----- RECORD SET

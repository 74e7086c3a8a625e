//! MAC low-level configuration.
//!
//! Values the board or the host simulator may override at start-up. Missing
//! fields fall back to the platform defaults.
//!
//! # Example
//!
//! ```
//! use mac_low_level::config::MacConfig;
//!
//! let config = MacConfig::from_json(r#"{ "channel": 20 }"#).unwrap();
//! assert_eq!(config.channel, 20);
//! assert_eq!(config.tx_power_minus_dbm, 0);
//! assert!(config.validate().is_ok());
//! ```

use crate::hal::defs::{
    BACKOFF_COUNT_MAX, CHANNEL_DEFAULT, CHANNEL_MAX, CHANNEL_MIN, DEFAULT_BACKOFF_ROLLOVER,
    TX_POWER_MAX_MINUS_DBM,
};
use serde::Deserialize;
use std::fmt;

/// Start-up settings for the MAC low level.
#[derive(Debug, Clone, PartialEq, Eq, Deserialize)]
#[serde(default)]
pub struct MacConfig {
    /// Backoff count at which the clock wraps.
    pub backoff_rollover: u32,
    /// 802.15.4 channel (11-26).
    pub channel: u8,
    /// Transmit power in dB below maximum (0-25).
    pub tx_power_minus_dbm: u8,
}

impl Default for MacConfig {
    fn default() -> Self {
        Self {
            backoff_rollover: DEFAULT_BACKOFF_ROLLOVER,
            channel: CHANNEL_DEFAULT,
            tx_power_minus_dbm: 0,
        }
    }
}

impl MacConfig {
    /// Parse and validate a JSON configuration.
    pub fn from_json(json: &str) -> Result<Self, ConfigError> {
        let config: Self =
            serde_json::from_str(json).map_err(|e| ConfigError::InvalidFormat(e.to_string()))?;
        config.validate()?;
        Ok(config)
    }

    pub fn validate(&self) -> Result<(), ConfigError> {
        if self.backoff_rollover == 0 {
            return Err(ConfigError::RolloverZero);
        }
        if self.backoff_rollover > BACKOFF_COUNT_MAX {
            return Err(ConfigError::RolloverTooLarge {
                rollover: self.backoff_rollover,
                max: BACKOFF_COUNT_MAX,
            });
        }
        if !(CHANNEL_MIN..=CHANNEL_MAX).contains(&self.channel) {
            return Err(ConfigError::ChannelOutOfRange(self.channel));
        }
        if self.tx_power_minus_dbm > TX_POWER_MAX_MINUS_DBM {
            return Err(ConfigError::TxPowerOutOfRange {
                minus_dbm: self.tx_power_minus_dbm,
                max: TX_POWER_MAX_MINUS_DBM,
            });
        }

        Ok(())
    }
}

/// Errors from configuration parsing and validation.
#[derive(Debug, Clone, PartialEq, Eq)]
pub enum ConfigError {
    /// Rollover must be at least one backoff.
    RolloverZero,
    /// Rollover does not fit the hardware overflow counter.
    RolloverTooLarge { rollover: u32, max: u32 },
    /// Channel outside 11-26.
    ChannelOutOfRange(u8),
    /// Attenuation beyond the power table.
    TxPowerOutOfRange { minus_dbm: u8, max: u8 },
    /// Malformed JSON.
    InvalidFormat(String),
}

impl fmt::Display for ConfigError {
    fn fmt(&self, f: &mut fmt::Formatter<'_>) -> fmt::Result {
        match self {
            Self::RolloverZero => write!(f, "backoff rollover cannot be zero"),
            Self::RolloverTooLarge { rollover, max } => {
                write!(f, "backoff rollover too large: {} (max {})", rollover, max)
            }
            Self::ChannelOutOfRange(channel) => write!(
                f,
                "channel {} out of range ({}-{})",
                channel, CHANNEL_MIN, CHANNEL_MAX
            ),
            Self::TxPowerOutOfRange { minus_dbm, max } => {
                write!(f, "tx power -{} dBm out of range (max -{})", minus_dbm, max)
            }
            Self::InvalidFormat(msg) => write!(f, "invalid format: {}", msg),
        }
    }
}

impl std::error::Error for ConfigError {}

----------

EXERCISE REQUIREMENTS
Each line with the string "Debug" counts once; report how many such lines the material has, as a bare number.

THE COMPLETED TASK
2